Organoids to model the endometrium: implantation and beyond.

Despite advances in assisted reproductive techniques in the 4 decades since the first human birth after in vitro fertilisation, 1-2% of couples experience recurrent implantation failure, and some will never achieve a successful pregnancy even in the absence of a confirmed dysfunction. Furthermore, 1-2% of couples who do conceive, either naturally or with assistance, will experience recurrent early loss of karyotypically normal pregnancies. In both cases, embryo-endometrial interaction is a clear candidate for exploration. The impossibility of studying implantation processes within the human body has necessitated the use of animal models and cell culture approaches.
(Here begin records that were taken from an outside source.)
use std::collections::HashMap;
use std::sync::Arc;

use bytes::Bytes;
use dashmap::DashMap;
use parking_lot::Mutex;
use uuid::Uuid;

use crate::config::EngineConfig;
use crate::error::{GearmanError, Result};
use crate::metrics::{EngineMetrics, MetricsSnapshot, QueueSnapshot};
use crate::persistence::{
    ExceptionStore, MemoryExceptionStore, NoopPersistenceEngine, PersistenceEngine,
};
use crate::scheduler::handle::JobHandleFactory;
use crate::scheduler::job::{now_epoch, Job, JobAction, JobKey, JobPriority, JobState, JobStatus};
use crate::scheduler::lock::KeyedLock;
use crate::scheduler::queue::{PriorityJobQueue, QueuedJob};
use crate::scheduler::traits::{EngineClient, EngineWorker};
use crate::scheduler::worker_pool::WorkerPool;

/// Worker <-> job pairing. Both directions change together under one lock.
#[derive(Debug, Default)]
struct Assignments {
    by_worker: HashMap<u64, String>,
    by_job: HashMap<String, u64>,
}

impl Assignments {
    fn pair(&mut self, worker_id: u64, job_handle: &str) {
        if let Some(previous) = self.by_worker.insert(worker_id, job_handle.to_string()) {
            self.by_job.remove(&previous);
        }
        if let Some(previous) = self.by_job.insert(job_handle.to_string(), worker_id) {
            if previous != worker_id {
                self.by_worker.remove(&previous);
            }
        }
    }

    fn unpair_worker(&mut self, worker_id: u64) -> Option<String> {
        let handle = self.by_worker.remove(&worker_id)?;
        self.by_job.remove(&handle);
        Some(handle)
    }

    fn unpair_job(&mut self, job_handle: &str) -> Option<u64> {
        let worker_id = self.by_job.remove(job_handle)?;
        self.by_worker.remove(&worker_id);
        Some(worker_id)
    }
}

/// How a finished job reports back to its clients.
#[derive(Clone, Copy)]
enum Outcome<'a> {
    Complete(&'a [u8]),
    Fail,
    Exception(&'a [u8]),
}

type ClientSet = HashMap<u64, Arc<dyn EngineClient>>;

/// Shared scheduling state for every connection.
///
/// Queues and pools are created lazily per function name. Everything that
/// touches one job (submission, assignment, re-enqueue, completion, client
/// detach) runs under the submission stripe for its unique ID, so those steps
/// never interleave for the same job while unrelated jobs proceed in parallel.
/// Peer callbacks never block: adapters only push onto outbound channels.
pub struct JobManager {
    queues: DashMap<String, Arc<PriorityJobQueue>>,
    pools: DashMap<String, Arc<WorkerPool>>,
    /// Queued and working jobs by handle.
    jobs: DashMap<String, Job>,
    handles_by_key: DashMap<JobKey, String>,
    clients_by_key: DashMap<JobKey, ClientSet>,
    workers: DashMap<u64, Arc<dyn EngineWorker>>,
    assignments: Mutex<Assignments>,
    submission_lock: KeyedLock,
    registry_lock: KeyedLock,
    handles: JobHandleFactory,
    persistence: Arc<dyn PersistenceEngine>,
    exceptions: Arc<dyn ExceptionStore>,
    metrics: EngineMetrics,
    max_queue_size: Option<usize>,
}

impl std::fmt::Debug for JobManager {
    fn fmt(&self, f: &mut std::fmt::Formatter<'_>) -> std::fmt::Result {
        f.debug_struct("JobManager")
            .field("hostname", &self.handles.hostname())
            .field("queues", &self.queues.len())
            .field("jobs", &self.jobs.len())
            .field("workers", &self.workers.len())
            .field("persistence", &self.persistence.identifier())
            .finish()
    }
}
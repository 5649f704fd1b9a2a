//! Durable job storage behind a trait.
//!
//! The engine writes every stored job, deletes it on completion, and only
//! reads records back at startup or when a queue entry has no in-memory job.

pub mod exceptions;
pub mod memory;

pub use exceptions::{ExceptionRecord, ExceptionStore, MemoryExceptionStore};
pub use memory::{MemoryPersistenceEngine, NoopPersistenceEngine};

use crate::error::Result;
use crate::scheduler::job::Job;
use crate::scheduler::queue::QueuedJob;

pub trait PersistenceEngine: Send + Sync {
    /// Short name used in logs.
    fn identifier(&self) -> &str;

    fn write(&self, job: &Job) -> Result<()>;

    fn delete(&self, function_name: &str, unique_id: &str) -> Result<()>;

    fn delete_all(&self) -> Result<()>;

    fn find_job(&self, function_name: &str, unique_id: &str) -> Result<Option<Job>>;

    /// Descriptors for every stored job, used to rebuild queues on restart.
    fn read_all(&self) -> Result<Vec<QueuedJob>>;

    fn all_for_function(&self, function_name: &str) -> Result<Vec<QueuedJob>>;
}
Recent advances in 3-dimensional modelling techniques, namely the advent of organoids, present an exciting opportunity to elucidate the unanswerable within human reproduction. In this review, we will explore the ontogeny of implantation modelling and propose a roadmap to application and discovery. LAY SUMMARY: A significant number of couples experience either recurrent implantation failure or recurrent pregnancy loss. Often, no underlying disorder can be identified. In both cases, the interaction of the embryo and maternal tissues is key. The lining of the womb, the endometrium, becomes receptive to embryo implantation during each menstrual cycle and provides a nourishing and supportive environment to support ongoing pregnancy. It is not possible to study early pregnancy directly, therefore, modelling embryo-endometrium interactions in the laboratory is essential if we wish to understand where this goes wrong. Advances in the lab have resulted in the development of organoids in culture: 3D cellular structures that represent the characteristics of a particular tissue or organ. We describe past and present models of the endometrium and propose a roadmap for future work with organoid models, from fundamental understanding of the endometrial function and implantation processes to the development of therapeutics to improve pregnancy outcomes and gynaecological health.